Across the entries below, how many lines include "crates"? Give the number and nothing else.

[Recorded data — start]

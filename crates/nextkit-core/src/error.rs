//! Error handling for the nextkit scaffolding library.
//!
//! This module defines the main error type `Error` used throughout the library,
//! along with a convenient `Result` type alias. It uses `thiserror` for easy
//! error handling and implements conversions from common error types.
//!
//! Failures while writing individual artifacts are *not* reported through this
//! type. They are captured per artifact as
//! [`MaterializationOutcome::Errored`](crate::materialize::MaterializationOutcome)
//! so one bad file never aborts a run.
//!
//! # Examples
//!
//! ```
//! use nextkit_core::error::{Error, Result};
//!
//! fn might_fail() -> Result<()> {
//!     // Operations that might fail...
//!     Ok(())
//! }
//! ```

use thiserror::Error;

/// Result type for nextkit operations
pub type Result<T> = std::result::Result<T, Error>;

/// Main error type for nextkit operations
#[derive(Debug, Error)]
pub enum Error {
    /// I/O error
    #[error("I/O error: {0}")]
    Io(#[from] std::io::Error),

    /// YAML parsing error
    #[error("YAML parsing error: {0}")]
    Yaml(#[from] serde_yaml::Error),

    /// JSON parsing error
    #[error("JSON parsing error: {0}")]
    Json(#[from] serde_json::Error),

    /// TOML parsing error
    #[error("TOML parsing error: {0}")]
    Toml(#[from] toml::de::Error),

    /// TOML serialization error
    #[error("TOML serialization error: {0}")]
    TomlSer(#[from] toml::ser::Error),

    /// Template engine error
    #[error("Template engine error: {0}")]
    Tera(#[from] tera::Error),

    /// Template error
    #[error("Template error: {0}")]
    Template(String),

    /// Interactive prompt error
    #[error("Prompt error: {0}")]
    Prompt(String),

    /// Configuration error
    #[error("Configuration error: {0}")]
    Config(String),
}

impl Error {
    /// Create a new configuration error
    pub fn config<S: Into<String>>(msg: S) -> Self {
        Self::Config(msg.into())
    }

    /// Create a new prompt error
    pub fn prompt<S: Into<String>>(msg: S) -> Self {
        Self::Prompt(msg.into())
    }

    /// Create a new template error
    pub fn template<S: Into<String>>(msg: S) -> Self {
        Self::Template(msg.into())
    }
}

[Recorded data — finish]
[Recorded data — start]

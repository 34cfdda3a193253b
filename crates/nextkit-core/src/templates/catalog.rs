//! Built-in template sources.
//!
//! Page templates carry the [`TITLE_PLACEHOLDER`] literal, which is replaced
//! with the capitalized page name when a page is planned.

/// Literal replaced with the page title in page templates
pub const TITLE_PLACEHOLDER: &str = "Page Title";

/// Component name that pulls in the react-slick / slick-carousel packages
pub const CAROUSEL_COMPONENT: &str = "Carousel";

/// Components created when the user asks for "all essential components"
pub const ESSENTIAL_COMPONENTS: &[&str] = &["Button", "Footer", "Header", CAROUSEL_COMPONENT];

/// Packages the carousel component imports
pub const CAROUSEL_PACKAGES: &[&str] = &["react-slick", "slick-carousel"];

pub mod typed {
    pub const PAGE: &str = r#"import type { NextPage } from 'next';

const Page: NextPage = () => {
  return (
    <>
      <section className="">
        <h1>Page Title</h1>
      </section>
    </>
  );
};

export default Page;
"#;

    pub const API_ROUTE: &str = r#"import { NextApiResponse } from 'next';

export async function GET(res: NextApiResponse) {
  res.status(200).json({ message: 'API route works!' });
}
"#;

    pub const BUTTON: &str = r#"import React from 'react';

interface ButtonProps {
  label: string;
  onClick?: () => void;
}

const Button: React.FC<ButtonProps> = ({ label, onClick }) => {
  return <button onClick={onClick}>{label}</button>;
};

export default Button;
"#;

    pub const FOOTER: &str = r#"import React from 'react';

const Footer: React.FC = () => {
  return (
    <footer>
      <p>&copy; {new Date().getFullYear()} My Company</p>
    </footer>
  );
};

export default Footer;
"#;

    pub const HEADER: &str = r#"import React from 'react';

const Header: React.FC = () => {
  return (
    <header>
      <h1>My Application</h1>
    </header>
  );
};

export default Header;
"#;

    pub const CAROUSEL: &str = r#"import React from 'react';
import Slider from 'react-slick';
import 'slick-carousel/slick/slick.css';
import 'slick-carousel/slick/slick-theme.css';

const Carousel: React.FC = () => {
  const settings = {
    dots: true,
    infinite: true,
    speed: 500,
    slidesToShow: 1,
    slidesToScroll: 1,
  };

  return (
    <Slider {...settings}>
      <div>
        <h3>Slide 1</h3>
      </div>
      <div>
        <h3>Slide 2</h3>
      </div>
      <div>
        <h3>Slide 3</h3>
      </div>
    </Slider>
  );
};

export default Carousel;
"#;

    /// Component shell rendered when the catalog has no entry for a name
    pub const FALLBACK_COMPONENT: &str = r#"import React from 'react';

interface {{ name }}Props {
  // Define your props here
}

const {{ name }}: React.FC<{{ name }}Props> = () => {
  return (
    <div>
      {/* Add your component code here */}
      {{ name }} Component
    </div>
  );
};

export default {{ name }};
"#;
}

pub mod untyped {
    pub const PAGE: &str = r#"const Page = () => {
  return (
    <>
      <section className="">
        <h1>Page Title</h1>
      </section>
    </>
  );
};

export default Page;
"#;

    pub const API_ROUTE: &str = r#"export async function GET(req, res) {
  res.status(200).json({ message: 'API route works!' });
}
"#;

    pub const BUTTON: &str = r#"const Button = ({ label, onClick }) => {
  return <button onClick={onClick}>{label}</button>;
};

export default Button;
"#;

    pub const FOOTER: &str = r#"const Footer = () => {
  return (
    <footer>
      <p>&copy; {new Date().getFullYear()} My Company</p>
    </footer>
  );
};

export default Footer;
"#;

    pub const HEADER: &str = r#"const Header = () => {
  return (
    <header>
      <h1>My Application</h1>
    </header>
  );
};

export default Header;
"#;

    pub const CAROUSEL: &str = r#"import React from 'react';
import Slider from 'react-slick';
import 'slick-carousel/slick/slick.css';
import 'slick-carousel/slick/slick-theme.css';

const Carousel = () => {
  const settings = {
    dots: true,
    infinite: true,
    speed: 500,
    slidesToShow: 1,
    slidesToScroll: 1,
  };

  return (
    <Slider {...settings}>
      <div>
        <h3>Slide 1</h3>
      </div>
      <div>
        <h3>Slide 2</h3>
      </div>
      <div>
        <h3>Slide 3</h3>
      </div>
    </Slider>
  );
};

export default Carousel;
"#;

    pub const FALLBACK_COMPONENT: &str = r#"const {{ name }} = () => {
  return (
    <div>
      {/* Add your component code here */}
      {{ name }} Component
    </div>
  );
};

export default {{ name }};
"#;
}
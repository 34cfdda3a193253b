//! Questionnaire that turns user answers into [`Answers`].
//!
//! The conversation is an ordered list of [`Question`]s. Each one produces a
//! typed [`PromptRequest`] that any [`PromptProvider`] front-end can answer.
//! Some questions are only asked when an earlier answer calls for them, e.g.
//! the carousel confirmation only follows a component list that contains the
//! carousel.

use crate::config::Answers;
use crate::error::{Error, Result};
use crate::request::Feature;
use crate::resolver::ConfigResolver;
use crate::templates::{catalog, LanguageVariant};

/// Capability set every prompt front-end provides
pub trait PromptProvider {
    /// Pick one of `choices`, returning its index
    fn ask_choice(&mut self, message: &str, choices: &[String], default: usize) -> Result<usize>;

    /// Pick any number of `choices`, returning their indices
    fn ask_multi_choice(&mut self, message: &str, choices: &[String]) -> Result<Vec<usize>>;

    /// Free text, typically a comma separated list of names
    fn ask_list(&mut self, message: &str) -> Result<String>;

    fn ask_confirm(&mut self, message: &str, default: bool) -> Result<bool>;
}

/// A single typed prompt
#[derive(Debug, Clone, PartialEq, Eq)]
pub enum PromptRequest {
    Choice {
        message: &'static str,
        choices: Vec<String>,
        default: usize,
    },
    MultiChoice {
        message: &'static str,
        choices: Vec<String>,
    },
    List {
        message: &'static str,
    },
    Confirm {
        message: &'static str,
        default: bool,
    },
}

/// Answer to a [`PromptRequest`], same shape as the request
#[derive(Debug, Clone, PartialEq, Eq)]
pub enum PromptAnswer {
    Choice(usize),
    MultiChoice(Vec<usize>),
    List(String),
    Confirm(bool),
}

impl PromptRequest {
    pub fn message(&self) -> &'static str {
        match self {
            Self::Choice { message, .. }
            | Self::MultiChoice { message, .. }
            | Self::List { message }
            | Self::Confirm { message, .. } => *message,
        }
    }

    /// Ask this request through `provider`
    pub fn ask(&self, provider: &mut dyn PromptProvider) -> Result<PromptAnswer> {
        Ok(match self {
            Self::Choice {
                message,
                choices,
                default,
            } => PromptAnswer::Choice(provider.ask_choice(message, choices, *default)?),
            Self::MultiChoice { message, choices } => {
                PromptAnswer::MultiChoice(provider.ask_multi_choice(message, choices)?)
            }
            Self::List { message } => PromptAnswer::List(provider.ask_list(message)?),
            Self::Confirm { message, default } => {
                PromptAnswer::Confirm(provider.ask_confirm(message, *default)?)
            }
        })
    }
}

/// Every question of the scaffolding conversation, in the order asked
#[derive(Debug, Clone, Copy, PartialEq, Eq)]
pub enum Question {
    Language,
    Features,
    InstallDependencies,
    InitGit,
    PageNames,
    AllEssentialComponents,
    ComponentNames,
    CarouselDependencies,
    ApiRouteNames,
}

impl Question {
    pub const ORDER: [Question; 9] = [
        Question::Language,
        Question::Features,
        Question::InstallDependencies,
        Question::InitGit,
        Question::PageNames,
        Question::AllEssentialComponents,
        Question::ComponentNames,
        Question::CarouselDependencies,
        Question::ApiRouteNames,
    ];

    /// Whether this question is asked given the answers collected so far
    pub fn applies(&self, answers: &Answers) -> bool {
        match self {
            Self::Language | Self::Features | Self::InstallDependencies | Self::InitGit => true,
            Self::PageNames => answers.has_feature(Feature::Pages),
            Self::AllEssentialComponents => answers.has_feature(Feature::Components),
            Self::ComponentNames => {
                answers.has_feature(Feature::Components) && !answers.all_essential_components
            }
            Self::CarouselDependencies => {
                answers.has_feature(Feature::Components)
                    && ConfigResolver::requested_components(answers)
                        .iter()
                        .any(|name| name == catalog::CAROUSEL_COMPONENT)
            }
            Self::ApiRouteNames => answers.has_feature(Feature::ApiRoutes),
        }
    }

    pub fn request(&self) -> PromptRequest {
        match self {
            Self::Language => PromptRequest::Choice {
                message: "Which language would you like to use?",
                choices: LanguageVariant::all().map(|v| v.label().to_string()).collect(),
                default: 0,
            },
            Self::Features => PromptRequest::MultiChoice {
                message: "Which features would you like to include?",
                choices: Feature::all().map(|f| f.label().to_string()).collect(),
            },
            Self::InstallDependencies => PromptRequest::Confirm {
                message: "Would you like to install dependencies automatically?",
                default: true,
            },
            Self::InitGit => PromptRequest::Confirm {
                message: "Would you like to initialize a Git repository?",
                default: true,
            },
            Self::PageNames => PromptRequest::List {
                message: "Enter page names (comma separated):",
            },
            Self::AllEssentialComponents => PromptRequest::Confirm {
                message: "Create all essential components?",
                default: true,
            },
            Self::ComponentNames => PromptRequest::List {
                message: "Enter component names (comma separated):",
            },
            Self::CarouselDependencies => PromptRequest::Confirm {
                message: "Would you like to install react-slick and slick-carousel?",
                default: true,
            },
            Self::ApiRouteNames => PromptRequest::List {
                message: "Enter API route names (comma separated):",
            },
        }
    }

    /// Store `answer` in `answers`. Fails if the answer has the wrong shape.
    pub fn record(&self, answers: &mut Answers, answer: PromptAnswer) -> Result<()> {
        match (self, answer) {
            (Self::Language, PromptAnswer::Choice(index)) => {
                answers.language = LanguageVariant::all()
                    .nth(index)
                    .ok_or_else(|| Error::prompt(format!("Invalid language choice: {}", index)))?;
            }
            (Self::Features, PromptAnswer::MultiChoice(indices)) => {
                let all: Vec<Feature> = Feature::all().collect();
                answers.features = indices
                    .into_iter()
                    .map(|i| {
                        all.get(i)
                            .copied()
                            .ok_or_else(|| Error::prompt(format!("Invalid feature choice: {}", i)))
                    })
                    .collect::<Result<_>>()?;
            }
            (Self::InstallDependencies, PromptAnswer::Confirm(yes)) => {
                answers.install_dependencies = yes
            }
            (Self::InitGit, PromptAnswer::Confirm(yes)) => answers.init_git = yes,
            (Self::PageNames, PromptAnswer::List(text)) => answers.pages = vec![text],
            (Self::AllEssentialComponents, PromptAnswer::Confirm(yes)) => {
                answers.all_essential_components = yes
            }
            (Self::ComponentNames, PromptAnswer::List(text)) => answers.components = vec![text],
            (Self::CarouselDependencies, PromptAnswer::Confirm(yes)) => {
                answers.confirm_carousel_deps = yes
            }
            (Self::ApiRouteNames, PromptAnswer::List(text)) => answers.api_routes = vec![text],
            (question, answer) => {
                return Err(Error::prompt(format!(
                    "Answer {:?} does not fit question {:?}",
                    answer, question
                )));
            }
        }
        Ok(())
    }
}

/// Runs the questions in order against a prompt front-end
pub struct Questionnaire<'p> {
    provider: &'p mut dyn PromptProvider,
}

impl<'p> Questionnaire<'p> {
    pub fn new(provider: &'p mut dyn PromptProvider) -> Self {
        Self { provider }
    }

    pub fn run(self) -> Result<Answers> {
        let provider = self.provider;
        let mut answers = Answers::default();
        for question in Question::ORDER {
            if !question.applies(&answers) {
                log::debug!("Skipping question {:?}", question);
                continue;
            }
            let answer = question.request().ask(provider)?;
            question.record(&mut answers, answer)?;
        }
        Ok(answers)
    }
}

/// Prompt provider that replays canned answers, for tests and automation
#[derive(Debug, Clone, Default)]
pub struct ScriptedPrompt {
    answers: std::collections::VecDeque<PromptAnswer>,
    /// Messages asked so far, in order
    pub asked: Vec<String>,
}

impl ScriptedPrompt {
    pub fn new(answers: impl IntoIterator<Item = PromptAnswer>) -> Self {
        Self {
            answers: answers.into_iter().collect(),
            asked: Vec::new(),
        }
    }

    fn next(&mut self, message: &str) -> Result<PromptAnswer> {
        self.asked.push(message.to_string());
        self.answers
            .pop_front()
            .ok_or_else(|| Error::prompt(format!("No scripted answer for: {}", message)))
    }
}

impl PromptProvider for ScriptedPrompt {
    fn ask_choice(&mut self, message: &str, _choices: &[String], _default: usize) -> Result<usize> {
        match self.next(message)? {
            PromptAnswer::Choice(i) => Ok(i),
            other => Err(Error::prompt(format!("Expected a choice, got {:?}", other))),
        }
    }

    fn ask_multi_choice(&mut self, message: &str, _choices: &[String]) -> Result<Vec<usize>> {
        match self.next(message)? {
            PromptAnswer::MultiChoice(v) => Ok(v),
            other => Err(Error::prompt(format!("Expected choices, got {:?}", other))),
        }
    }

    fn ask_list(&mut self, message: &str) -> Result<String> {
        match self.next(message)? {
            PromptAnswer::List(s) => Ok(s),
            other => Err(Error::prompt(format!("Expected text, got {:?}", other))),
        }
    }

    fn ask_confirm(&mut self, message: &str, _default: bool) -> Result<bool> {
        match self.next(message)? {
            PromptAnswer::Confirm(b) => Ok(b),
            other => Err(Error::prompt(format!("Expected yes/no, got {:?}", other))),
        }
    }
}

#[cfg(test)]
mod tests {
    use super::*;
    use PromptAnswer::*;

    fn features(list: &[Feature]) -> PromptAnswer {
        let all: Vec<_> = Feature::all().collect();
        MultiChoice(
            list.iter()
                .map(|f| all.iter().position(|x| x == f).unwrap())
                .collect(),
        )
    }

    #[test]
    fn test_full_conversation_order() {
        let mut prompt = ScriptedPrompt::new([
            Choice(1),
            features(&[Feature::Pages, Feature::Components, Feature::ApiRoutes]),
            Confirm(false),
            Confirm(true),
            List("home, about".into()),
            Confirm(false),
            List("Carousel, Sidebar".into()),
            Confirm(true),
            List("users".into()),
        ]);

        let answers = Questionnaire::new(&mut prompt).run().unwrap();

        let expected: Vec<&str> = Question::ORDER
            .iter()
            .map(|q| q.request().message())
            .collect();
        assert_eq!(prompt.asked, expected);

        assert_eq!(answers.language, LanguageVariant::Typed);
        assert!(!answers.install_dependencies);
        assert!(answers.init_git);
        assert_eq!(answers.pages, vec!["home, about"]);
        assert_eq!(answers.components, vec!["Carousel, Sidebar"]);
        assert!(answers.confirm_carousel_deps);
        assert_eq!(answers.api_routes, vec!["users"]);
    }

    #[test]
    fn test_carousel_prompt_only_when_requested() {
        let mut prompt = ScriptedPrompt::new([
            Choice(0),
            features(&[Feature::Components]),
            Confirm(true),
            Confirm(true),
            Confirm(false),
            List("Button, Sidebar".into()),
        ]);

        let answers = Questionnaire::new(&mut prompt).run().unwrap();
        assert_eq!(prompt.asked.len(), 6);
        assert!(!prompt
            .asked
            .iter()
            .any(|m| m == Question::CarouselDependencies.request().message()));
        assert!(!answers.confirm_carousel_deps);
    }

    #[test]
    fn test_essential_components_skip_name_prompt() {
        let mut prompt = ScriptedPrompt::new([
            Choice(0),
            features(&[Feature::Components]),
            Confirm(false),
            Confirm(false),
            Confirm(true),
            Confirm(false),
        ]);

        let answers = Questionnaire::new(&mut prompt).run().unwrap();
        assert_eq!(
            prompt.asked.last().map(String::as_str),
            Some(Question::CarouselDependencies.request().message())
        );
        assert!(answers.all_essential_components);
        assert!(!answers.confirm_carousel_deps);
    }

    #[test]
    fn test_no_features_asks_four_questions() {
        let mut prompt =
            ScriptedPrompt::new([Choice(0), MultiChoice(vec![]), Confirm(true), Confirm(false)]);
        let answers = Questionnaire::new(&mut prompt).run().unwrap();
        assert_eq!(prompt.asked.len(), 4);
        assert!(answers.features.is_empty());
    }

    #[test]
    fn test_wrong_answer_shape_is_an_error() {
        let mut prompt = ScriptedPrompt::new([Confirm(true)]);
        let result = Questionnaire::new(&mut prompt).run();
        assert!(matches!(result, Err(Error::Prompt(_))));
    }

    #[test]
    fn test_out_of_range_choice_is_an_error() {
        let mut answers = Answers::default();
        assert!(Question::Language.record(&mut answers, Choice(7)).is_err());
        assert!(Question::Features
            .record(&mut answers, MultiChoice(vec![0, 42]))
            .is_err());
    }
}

[Recorded data — finish]
[Recorded data — start]

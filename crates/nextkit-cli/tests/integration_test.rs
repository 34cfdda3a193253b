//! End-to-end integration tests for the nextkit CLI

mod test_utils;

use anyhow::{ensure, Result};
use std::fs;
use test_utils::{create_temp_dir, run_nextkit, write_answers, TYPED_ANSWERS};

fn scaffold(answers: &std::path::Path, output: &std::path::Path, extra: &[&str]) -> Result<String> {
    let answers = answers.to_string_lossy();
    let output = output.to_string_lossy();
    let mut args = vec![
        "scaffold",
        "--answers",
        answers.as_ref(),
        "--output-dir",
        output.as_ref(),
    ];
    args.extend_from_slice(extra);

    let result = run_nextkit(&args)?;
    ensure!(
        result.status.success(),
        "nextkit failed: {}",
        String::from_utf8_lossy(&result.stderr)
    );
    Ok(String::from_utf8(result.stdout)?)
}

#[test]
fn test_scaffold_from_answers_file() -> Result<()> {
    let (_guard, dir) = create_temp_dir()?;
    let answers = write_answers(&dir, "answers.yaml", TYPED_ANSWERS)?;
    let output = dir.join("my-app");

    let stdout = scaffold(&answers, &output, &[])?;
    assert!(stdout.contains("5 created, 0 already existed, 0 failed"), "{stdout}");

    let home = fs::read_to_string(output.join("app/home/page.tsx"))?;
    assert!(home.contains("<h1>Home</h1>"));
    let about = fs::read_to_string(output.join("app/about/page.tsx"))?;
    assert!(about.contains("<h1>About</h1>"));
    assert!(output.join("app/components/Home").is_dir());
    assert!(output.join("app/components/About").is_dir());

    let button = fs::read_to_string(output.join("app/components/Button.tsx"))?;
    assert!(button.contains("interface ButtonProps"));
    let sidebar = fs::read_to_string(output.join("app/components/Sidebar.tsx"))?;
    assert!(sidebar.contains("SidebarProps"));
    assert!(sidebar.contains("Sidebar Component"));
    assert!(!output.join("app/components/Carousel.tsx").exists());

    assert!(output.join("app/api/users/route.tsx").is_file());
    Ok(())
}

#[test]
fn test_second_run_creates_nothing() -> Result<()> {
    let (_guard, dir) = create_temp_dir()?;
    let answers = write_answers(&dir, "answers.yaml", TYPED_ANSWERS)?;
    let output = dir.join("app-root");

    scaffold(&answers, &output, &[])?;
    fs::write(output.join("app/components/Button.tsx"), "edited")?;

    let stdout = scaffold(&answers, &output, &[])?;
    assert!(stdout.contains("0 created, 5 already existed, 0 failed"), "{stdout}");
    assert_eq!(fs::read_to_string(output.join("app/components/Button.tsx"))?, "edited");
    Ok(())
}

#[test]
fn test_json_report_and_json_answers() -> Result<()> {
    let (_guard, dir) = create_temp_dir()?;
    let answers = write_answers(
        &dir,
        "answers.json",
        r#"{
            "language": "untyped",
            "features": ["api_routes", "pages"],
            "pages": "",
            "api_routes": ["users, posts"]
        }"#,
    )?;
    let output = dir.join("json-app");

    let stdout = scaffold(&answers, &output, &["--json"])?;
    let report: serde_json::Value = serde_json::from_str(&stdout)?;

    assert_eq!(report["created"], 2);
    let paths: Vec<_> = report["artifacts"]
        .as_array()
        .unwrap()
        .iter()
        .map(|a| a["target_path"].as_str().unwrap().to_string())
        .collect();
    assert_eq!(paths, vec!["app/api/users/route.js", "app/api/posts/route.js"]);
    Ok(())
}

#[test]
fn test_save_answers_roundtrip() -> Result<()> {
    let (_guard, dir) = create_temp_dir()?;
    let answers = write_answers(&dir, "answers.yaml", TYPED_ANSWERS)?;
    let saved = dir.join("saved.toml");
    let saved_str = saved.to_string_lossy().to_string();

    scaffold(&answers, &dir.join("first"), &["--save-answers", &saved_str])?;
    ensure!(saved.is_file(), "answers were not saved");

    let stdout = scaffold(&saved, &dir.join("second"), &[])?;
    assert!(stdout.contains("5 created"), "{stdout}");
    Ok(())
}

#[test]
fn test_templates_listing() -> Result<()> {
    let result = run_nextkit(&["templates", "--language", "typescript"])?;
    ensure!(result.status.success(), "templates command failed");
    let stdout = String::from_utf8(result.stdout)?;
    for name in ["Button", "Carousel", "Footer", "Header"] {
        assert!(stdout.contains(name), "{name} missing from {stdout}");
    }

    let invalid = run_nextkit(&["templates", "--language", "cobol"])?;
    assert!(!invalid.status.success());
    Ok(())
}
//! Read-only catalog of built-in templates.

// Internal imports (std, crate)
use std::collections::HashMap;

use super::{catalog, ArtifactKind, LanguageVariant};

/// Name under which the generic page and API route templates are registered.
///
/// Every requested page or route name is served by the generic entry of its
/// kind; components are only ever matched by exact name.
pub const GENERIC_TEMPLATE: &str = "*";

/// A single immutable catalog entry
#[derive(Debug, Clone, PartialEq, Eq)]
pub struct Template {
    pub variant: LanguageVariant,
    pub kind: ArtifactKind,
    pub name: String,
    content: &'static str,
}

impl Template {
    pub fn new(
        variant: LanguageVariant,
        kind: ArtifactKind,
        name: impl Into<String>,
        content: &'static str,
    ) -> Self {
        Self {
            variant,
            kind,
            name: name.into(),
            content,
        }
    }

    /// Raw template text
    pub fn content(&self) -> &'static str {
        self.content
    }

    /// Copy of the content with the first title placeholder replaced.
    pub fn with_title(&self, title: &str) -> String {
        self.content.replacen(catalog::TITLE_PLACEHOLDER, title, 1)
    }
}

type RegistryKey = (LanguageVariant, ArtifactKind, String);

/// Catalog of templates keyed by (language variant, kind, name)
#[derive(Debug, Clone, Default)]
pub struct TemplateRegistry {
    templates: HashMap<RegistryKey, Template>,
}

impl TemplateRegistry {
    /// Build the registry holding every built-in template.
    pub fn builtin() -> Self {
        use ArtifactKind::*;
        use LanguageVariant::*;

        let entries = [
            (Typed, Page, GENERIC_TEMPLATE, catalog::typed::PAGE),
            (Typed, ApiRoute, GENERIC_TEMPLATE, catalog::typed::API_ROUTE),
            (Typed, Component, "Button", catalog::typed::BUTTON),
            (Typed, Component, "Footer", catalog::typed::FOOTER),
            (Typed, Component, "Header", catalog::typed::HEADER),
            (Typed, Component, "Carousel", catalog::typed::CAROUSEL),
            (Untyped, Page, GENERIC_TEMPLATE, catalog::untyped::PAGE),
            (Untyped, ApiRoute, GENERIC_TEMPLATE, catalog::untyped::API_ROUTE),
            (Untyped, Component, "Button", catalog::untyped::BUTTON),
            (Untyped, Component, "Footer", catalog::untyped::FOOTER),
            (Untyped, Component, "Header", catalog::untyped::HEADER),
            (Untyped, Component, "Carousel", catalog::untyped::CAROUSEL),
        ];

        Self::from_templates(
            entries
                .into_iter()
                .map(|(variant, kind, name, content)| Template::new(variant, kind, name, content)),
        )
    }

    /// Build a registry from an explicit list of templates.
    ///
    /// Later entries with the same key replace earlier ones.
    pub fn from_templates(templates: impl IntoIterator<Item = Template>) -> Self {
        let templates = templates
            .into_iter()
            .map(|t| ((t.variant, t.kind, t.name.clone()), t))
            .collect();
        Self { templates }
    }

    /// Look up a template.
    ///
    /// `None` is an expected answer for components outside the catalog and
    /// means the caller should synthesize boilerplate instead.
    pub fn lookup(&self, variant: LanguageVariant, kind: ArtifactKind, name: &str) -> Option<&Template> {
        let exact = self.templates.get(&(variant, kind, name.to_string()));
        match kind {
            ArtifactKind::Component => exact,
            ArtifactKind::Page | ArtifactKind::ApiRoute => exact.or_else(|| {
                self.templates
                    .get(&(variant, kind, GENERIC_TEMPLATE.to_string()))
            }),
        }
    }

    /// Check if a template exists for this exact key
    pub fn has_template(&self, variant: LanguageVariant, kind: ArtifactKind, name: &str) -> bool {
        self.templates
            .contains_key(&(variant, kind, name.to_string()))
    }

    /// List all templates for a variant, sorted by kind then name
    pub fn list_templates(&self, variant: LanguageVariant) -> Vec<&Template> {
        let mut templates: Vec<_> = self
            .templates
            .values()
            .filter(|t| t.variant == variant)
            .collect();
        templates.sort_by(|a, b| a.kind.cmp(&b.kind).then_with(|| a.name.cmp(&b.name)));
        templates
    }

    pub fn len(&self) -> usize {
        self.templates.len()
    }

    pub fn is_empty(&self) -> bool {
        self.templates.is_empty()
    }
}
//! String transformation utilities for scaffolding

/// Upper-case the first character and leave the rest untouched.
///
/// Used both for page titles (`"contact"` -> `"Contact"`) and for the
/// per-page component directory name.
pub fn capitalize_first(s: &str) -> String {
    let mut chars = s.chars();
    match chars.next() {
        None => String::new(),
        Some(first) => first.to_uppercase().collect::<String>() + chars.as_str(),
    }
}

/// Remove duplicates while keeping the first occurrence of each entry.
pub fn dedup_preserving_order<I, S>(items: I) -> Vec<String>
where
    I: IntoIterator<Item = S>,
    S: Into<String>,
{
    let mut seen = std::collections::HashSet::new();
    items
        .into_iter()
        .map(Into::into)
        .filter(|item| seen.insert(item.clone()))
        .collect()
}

[Recorded data — finish]

[Task solution]:
3